[Dataset records]
// ---------------------------------------------------------------------------
// Tests
// ---------------------------------------------------------------------------

#[cfg(test)]
mod tests {
    use super::*;
    use tempfile::TempDir;

    fn open_tmp(window: Duration) -> (TempDir, RedbQueue) {
        let dir = TempDir::new().unwrap();
        let queue = RedbQueue::open(&dir.path().join("queue.redb"), window).unwrap();
        (dir, queue)
    }

    fn batch(label: &str) -> Batch {
        Batch::new(vec![OperationId::new(), OperationId::new()], label)
    }

    #[test]
    fn dequeue_hides_message_for_window() {
        let (_dir, queue) = open_tmp(Duration::from_secs(30));
        let b = batch("first");
        queue.enqueue(&b, None).unwrap();

        let delivery = queue.dequeue().unwrap().expect("visible message");
        assert_eq!(delivery.batch, b);
        assert_eq!(delivery.dequeue_count, 1);
        assert!(queue.dequeue().unwrap().is_none());
        assert_eq!(queue.stats().unwrap(), QueueStats { visible: 0, invisible: 1 });
    }

    #[test]
    fn empty_queue_returns_none() {
        let (_dir, queue) = open_tmp(Duration::from_secs(30));
        assert!(queue.dequeue().unwrap().is_none());
    }

    #[test]
    fn delayed_message_is_not_visible_yet() {
        let (_dir, queue) = open_tmp(Duration::from_secs(30));
        queue
            .enqueue(&batch("later"), Some(Duration::from_secs(60)))
            .unwrap();
        assert!(queue.dequeue().unwrap().is_none());
    }

    #[test]
    fn messages_come_out_in_visibility_order() {
        let (_dir, queue) = open_tmp(Duration::from_secs(30));
        let late = batch("late");
        let early = batch("early");
        queue
            .enqueue(&late, Some(Duration::from_millis(20)))
            .unwrap();
        queue.enqueue(&early, None).unwrap();
        std::thread::sleep(Duration::from_millis(40));

        assert_eq!(queue.dequeue().unwrap().unwrap().batch.description, "early");
        assert_eq!(queue.dequeue().unwrap().unwrap().batch.description, "late");
    }

    #[test]
    fn expired_window_redelivers_and_old_token_loses_lease() {
        let (_dir, queue) = open_tmp(Duration::from_millis(30));
        queue.enqueue(&batch("flaky"), None).unwrap();

        let first = queue.dequeue().unwrap().unwrap();
        std::thread::sleep(Duration::from_millis(60));
        let second = queue.dequeue().unwrap().expect("redelivered");
        assert_eq!(first.token.message_id, second.token.message_id);
        assert_ne!(first.token.receipt, second.token.receipt);
        assert_eq!(second.dequeue_count, 2);

        let err = queue.delete(&first.token).unwrap_err();
        assert!(matches!(err, ProvisionError::LeaseLost(_)));
        queue.delete(&second.token).unwrap();
        assert_eq!(queue.stats().unwrap(), QueueStats::default());
    }

    #[test]
    fn extend_visibility_keeps_message_hidden() {
        let (_dir, queue) = open_tmp(Duration::from_millis(30));
        queue.enqueue(&batch("long"), None).unwrap();
        let delivery = queue.dequeue().unwrap().unwrap();

        queue
            .extend_visibility(&delivery.token, Duration::from_secs(30))
            .unwrap();
        std::thread::sleep(Duration::from_millis(60));
        assert!(queue.dequeue().unwrap().is_none());
        queue.delete(&delivery.token).unwrap();
    }

    #[test]
    fn requeue_preserves_content_with_fresh_id() {
        let (_dir, queue) = open_tmp(Duration::from_secs(30));
        let b = batch("retry me");
        queue.enqueue(&b, None).unwrap();
        let delivery = queue.dequeue().unwrap().unwrap();

        let new_id = queue
            .requeue(&delivery.token, &delivery.batch, Duration::ZERO)
            .unwrap();
        assert_ne!(new_id, delivery.token.message_id);

        let again = queue.dequeue().unwrap().unwrap();
        assert_eq!(again.batch, b);
        assert_eq!(again.dequeue_count, 1);
        assert!(matches!(
            queue.delete(&delivery.token).unwrap_err(),
            ProvisionError::MessageNotFound(_)
        ));
    }

    #[test]
    fn token_round_trips_through_display() {
        let token = DeliveryToken {
            message_id: Uuid::new_v4(),
            receipt: Uuid::new_v4(),
        };
        let parsed: DeliveryToken = token.to_string().parse().unwrap();
        assert_eq!(parsed, token);
        assert!("garbage".parse::<DeliveryToken>().is_err());
    }
}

**Exercise instructions:** Quote exactly the first line of the data and every line after it through the one holding "assert_eq!(delivery.batch, b);".

**Task result:**
// ---------------------------------------------------------------------------
// Tests
// ---------------------------------------------------------------------------

#[cfg(test)]
mod tests {
    use super::*;
    use tempfile::TempDir;

    fn open_tmp(window: Duration) -> (TempDir, RedbQueue) {
        let dir = TempDir::new().unwrap();
        let queue = RedbQueue::open(&dir.path().join("queue.redb"), window).unwrap();
        (dir, queue)
    }

    fn batch(label: &str) -> Batch {
        Batch::new(vec![OperationId::new(), OperationId::new()], label)
    }

    #[test]
    fn dequeue_hides_message_for_window() {
        let (_dir, queue) = open_tmp(Duration::from_secs(30));
        let b = batch("first");
        queue.enqueue(&b, None).unwrap();

        let delivery = queue.dequeue().unwrap().expect("visible message");
        assert_eq!(delivery.batch, b);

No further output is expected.